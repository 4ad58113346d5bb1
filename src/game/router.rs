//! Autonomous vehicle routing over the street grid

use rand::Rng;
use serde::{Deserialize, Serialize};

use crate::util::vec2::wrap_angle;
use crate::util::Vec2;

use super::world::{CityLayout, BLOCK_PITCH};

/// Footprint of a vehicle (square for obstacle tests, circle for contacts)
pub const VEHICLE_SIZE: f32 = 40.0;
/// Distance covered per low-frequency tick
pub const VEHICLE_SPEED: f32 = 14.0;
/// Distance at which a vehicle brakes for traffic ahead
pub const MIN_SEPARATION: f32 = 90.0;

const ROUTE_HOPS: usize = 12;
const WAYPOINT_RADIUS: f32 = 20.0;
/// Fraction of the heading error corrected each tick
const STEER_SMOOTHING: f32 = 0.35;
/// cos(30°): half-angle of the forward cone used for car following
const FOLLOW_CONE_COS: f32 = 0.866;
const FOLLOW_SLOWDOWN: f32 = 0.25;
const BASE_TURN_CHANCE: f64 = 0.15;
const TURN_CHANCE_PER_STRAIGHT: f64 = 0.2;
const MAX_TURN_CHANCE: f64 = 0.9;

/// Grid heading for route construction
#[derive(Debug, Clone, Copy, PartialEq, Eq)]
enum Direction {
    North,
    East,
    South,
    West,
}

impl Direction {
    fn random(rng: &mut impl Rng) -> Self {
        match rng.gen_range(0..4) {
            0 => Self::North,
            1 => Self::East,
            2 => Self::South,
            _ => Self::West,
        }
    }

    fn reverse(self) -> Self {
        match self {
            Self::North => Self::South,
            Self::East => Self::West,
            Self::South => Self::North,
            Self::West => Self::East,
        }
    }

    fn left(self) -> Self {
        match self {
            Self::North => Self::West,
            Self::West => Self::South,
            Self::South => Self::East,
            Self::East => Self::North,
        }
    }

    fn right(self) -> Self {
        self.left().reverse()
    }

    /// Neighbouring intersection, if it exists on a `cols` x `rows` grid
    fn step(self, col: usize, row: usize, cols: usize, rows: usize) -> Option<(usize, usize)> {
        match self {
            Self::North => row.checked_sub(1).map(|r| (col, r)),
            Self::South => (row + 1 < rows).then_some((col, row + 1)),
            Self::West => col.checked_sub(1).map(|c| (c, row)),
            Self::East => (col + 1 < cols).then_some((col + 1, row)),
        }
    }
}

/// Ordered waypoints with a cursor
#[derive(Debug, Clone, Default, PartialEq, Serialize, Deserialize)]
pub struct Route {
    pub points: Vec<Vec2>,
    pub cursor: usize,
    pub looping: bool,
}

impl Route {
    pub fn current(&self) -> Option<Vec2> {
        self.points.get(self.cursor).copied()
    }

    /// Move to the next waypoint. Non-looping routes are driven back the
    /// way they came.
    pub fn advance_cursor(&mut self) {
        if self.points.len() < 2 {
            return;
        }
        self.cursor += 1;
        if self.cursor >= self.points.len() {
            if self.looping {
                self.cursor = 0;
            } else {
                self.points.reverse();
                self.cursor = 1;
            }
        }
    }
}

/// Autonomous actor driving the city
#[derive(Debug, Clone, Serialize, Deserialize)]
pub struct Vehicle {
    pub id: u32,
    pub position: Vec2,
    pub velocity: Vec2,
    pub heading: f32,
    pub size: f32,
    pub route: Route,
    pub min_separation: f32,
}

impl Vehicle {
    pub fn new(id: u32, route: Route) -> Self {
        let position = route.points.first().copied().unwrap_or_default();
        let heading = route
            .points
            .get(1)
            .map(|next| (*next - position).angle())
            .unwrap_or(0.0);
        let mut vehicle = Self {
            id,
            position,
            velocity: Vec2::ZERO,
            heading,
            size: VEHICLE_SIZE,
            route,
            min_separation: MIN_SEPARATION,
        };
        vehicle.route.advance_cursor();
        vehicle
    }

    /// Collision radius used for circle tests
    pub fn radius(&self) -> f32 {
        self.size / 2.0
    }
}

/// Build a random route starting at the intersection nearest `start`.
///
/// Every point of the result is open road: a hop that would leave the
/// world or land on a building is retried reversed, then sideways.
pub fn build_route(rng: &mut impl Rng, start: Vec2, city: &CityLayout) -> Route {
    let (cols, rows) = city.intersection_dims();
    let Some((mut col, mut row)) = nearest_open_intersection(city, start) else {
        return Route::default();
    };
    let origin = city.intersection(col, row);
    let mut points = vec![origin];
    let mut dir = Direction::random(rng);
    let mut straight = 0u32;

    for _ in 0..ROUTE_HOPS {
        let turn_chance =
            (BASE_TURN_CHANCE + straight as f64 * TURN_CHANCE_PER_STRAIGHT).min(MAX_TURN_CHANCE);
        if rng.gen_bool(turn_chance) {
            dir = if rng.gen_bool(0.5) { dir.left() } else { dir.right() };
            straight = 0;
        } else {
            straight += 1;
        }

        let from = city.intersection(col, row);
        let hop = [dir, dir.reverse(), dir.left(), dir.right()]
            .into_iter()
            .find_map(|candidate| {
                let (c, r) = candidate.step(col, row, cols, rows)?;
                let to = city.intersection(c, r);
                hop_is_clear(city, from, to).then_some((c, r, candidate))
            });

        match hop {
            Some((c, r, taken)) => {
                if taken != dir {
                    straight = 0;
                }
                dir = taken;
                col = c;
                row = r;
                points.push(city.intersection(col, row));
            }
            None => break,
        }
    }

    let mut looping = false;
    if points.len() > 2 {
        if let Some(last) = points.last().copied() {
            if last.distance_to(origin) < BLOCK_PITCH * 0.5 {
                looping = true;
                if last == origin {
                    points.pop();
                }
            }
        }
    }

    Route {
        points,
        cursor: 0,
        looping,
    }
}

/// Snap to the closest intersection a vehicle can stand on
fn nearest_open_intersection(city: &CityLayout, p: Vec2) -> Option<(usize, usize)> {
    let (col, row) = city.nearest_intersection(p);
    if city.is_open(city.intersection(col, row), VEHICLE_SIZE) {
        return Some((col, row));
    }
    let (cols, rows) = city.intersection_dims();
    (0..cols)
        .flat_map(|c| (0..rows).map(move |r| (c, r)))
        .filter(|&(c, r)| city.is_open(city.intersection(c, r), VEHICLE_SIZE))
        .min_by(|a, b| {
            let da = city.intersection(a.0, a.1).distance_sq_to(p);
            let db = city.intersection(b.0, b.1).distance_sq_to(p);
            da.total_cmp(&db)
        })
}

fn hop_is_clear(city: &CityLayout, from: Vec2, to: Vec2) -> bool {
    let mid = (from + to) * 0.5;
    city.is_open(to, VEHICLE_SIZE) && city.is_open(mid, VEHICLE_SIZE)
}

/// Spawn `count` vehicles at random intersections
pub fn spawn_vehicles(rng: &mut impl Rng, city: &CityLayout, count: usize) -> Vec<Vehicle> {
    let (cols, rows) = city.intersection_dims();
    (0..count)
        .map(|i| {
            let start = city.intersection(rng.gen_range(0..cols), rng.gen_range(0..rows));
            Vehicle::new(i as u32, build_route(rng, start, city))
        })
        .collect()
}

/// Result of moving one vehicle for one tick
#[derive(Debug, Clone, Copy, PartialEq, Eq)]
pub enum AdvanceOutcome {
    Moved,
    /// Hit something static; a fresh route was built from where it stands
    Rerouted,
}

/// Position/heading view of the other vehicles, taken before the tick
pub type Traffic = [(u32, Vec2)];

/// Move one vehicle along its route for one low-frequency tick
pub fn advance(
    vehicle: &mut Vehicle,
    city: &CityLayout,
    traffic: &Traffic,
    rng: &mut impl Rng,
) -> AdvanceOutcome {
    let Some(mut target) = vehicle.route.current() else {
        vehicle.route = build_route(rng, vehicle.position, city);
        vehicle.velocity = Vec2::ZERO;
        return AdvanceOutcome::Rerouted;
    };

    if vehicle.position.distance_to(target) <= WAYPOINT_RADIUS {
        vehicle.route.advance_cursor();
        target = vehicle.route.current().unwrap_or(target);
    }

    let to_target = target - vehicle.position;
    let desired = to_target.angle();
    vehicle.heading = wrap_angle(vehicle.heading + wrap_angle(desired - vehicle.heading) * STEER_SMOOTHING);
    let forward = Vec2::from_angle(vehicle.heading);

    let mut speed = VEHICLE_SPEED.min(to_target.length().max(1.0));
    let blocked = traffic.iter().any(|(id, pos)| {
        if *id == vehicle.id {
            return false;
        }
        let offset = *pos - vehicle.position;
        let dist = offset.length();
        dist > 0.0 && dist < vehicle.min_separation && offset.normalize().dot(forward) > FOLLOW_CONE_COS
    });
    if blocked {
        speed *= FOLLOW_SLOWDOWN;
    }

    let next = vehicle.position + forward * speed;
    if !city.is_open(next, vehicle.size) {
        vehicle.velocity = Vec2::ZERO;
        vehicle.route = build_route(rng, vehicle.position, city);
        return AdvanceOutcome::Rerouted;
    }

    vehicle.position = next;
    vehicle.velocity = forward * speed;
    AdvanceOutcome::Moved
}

=====

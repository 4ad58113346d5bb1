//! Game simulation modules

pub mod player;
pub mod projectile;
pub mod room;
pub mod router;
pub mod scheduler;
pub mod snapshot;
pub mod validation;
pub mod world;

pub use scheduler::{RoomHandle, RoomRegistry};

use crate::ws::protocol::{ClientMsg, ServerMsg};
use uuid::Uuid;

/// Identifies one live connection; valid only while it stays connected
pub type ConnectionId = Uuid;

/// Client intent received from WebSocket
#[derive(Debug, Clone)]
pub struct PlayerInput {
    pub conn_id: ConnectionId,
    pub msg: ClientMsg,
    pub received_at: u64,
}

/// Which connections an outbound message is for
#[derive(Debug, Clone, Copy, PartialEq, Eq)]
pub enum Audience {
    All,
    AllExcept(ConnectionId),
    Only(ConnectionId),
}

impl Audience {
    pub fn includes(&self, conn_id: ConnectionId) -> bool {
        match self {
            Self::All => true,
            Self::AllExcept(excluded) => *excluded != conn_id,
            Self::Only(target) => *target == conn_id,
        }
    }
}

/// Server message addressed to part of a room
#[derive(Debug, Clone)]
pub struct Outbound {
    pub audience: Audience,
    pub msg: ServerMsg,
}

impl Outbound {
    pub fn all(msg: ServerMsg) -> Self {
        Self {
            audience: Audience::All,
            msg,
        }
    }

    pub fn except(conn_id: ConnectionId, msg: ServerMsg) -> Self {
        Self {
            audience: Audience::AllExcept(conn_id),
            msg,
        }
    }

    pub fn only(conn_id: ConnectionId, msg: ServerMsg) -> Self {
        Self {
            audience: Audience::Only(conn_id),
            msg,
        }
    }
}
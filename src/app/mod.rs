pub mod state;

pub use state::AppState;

=====

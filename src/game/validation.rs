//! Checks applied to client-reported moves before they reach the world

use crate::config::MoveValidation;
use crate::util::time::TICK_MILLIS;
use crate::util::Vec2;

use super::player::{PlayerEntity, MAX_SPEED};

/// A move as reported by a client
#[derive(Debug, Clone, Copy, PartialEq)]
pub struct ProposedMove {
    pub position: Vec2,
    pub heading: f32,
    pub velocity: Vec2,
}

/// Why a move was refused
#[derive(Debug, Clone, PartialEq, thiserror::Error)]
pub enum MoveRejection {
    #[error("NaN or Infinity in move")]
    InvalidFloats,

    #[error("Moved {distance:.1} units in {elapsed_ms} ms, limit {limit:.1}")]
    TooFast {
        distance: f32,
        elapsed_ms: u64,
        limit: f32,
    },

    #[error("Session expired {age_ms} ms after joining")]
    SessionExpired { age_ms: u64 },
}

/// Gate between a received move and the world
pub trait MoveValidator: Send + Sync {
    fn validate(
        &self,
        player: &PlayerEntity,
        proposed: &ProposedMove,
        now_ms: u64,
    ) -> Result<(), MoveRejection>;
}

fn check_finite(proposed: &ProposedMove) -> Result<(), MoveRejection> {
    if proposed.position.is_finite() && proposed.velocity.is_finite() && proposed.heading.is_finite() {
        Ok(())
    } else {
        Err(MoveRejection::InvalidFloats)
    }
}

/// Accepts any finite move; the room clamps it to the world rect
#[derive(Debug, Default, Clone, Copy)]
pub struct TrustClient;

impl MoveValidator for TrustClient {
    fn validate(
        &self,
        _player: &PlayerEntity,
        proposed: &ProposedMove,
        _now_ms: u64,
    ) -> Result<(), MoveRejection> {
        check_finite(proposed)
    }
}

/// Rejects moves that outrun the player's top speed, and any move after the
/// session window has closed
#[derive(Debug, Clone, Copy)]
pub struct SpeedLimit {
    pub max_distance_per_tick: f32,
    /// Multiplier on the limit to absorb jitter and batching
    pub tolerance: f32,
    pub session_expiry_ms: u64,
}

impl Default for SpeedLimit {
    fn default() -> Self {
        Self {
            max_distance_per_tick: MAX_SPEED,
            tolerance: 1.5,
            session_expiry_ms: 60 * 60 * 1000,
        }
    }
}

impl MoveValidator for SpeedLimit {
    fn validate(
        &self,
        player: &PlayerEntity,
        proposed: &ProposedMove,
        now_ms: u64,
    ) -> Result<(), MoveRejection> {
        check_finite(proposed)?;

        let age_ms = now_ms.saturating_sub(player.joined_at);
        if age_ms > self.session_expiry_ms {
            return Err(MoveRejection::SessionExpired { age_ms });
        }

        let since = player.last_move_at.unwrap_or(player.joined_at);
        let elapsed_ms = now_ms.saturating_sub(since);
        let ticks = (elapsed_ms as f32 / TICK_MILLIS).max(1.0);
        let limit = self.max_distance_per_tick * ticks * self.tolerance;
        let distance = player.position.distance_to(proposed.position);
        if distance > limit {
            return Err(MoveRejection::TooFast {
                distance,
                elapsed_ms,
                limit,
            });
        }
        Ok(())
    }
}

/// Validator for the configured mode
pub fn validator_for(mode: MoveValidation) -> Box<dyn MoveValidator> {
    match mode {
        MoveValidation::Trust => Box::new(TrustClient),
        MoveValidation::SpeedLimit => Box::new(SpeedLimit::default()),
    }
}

=====

Copy the records above exactly, beginning at the line that contains "pub mod scheduler;" and stopping after the line that contains "message is for".

pub mod scheduler;
pub mod snapshot;
pub mod validation;
pub mod world;

pub use scheduler::{RoomHandle, RoomRegistry};

use crate::ws::protocol::{ClientMsg, ServerMsg};
use uuid::Uuid;

/// Identifies one live connection; valid only while it stays connected
pub type ConnectionId = Uuid;

/// Client intent received from WebSocket
#[derive(Debug, Clone)]
pub struct PlayerInput {
    pub conn_id: ConnectionId,
    pub msg: ClientMsg,
    pub received_at: u64,
}

/// Which connections an outbound message is for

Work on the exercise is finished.